Cities at War by Mary Kaldor

Cities at War by Mary Kaldor

Author:Mary Kaldor
Language: eng
Format: epub
Tags: HIS027130, History/Military/Wars & Conflicts, POL012000, Political Science/Security (National & International)
Publisher: Columbia University Press
Published: 2020-03-30T00:00:00+00:00


Perhaps the greatest ambiguity to be resolved is how to view the frontier that has shaped so much of Juárez’s history and culture. For over a hundred years, decisions about the city have been based on the border “as an unending resource and eternal comparative advantage.”43 This perception was entrenched with the growth of Juárez as a global manufacturing hub. Since 2001, the “border as resource” has been challenged by a counternarrative that presents it as a threat to U.S. and global security, overlooking the economic benefits from proximity to cheap labor on the Mexican side of the frontier and from migrations that have boosted the population resource on the American side.44

Trump has rejected both premises and staked his presidency on the counternarrative of threat and harm. Juaresenses who sometimes spend hours queuing to pass customs and immigration controls, or who are denied transit altogether, view the border as both an asset and a curse. It is also a reminder of the gulf in welfare between one side of the Rio Grande and the other, which has widened since 2007.

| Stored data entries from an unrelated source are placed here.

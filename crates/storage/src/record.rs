use serde::{Deserialize, Serialize};

use quiz_core::model::{
    LevelId, Question, QuestionBank, QuestionError, QuestionId, QuestionKind, QuestionType,
};

use crate::repository::StorageError;

/// `correct_answer` column: a single string or an ordered list, depending on `type`.
#[derive(Debug, Clone, PartialEq, Eq, Serialize, Deserialize)]
#[serde(untagged)]
pub enum CorrectAnswerField {
    Single(String),
    Sequence(Vec<String>),
}

/// Persisted shape of a quiz question row.
///
/// This mirrors the content store's columns so loaders can deserialize rows
/// without leaking storage naming into the domain `Question`.
#[derive(Debug, Clone, PartialEq, Eq, Serialize, Deserialize)]
pub struct QuestionRecord {
    pub id: String,
    #[serde(rename = "type")]
    pub kind: String,
    pub question: String,
    #[serde(default)]
    pub options: Option<Vec<String>>,
    pub correct_answer: CorrectAnswerField,
    #[serde(default)]
    pub explanation: String,
    #[serde(default)]
    pub order_index: Option<i64>,
}

impl QuestionRecord {
    /// Convert the row into a domain `Question`.
    ///
    /// # Errors
    ///
    /// Returns `StorageError::Serialization` for a blank id and
    /// `StorageError::InvalidContent` when the row is structurally invalid.
    pub fn into_question(self) -> Result<Question, StorageError> {
        let id = self
            .id
            .parse::<QuestionId>()
            .map_err(|e| StorageError::Serialization(e.to_string()))?;
        let invalid = |source: QuestionError| StorageError::InvalidContent {
            question_id: id.to_string(),
            source,
        };

        let question_type: QuestionType = self.kind.parse().map_err(invalid)?;
        let kind = match (question_type, self.correct_answer) {
            (QuestionType::MultipleChoice, CorrectAnswerField::Single(correct)) => {
                QuestionKind::MultipleChoice {
                    options: self.options.unwrap_or_default(),
                    correct,
                }
            }
            // Options on a fill-blank row are ignored.
            (QuestionType::FillBlank, CorrectAnswerField::Single(correct)) => {
                QuestionKind::FillBlank { correct }
            }
            (QuestionType::Reorder, CorrectAnswerField::Sequence(correct)) => {
                QuestionKind::Reorder {
                    options: self.options.unwrap_or_default(),
                    correct,
                }
            }
            (kind @ QuestionType::Reorder, CorrectAnswerField::Single(_)) => {
                return Err(invalid(QuestionError::AnswerShape {
                    kind,
                    expected: "list",
                }));
            }
            (kind, CorrectAnswerField::Sequence(_)) => {
                return Err(invalid(QuestionError::AnswerShape {
                    kind,
                    expected: "single string",
                }));
            }
        };

        Question::new(id.clone(), self.question, kind, self.explanation).map_err(invalid)
    }
}

/// Persisted shape of a quiz header plus its question rows.
#[derive(Debug, Clone, PartialEq, Eq, Serialize, Deserialize)]
pub struct QuizRecord {
    pub level: String,
    pub title: String,
    #[serde(default)]
    pub questions: Vec<QuestionRecord>,
}

impl QuizRecord {
    /// Convert into a `QuestionBank`, ordering rows by `order_index` (rows without one go last).
    ///
    /// # Errors
    ///
    /// Returns `StorageError` if the level is blank or any row fails conversion.
    pub fn into_bank(self) -> Result<QuestionBank, StorageError> {
        let level = self
            .level
            .parse::<LevelId>()
            .map_err(|e| StorageError::Serialization(e.to_string()))?;

        let mut rows = self.questions;
        rows.sort_by_key(|row| (row.order_index.is_none(), row.order_index));

        let questions = rows
            .into_iter()
            .map(QuestionRecord::into_question)
            .collect::<Result<Vec<_>, _>>()?;

        Ok(QuestionBank::new(level, self.title, questions))
    }
}
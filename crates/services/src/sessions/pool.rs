use rand::Rng;
use rand::seq::SliceRandom;
use serde::Serialize;

use crate::error::SessionError;

/// Word bank and answer slots for a reorder question.
///
/// Every option lives in exactly one of the two collections. Moves work on
/// positions, so duplicate words are moved one instance at a time.
#[derive(Debug, Clone, PartialEq, Eq, Serialize)]
pub struct WordPool {
    bank: Vec<String>,
    slots: Vec<String>,
}

impl WordPool {
    /// Start a pool with every option in the bank, uniformly shuffled (Fisher-Yates).
    pub fn shuffled<R: Rng + ?Sized>(options: &[String], rng: &mut R) -> Self {
        let mut bank = options.to_vec();
        bank.shuffle(rng);
        Self {
            bank,
            slots: Vec::new(),
        }
    }

    /// A fully placed pool, used when an explicit sequence is submitted.
    #[must_use]
    pub fn placed(sequence: Vec<String>) -> Self {
        Self {
            bank: Vec::new(),
            slots: sequence,
        }
    }

    /// Unplaced words, in display order.
    #[must_use]
    pub fn bank(&self) -> &[String] {
        &self.bank
    }

    /// Placed words, in answer order.
    #[must_use]
    pub fn slots(&self) -> &[String] {
        &self.slots
    }

    /// True once every word has been placed.
    #[must_use]
    pub fn is_complete(&self) -> bool {
        self.bank.is_empty()
    }

    /// Move the word at `bank_index` to the end of the answer.
    ///
    /// # Errors
    ///
    /// Returns `SessionError::InvalidPosition` if `bank_index` is out of range.
    pub fn place(&mut self, bank_index: usize) -> Result<(), SessionError> {
        if bank_index >= self.bank.len() {
            return Err(SessionError::InvalidPosition {
                index: bank_index,
                len: self.bank.len(),
            });
        }
        let word = self.bank.remove(bank_index);
        self.slots.push(word);
        Ok(())
    }

    /// Take the word at `slot_index` out of the answer and return it to the bank.
    ///
    /// # Errors
    ///
    /// Returns `SessionError::InvalidPosition` if `slot_index` is out of range.
    pub fn remove(&mut self, slot_index: usize) -> Result<(), SessionError> {
        if slot_index >= self.slots.len() {
            return Err(SessionError::InvalidPosition {
                index: slot_index,
                len: self.slots.len(),
            });
        }
        let word = self.slots.remove(slot_index);
        self.bank.push(word);
        Ok(())
    }
}
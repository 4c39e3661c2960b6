#![forbid(unsafe_code)]

pub mod json;
pub mod record;
pub mod repository;
pub mod seed;

pub use record::{CorrectAnswerField, QuestionRecord, QuizRecord};
pub use repository::{
    AttemptId, AttemptRepository, InMemoryRepository, QuestionBankRepository, Storage,
    StorageError,
};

Juárez is a continuously impermanent city. Nowhere better represents this shifting nature than El Chamizal, the park at the border. Once part of Texas, it was fought over as a symbol of territorial sovereignty by both countries. In the worst days of the drug violence, it became notorious as a dumping ground for corpses by the cartels, a reminder of the struggle between organized crime and citizens for control of public space. After 2012, Juaresenses began returning to picnic under its trees and to play baseball. When the pope held an open-air mass at the frontier, he was formally greeted by a student chosen by local churches because he lives in Juárez but goes to school in El Paso.

The binomial metropolis might have been fractured and fragmented, riven by inequalities of power and prospects, wealth and security. But its citizens will continue to find ways—illegal and legal—of crossing its divides.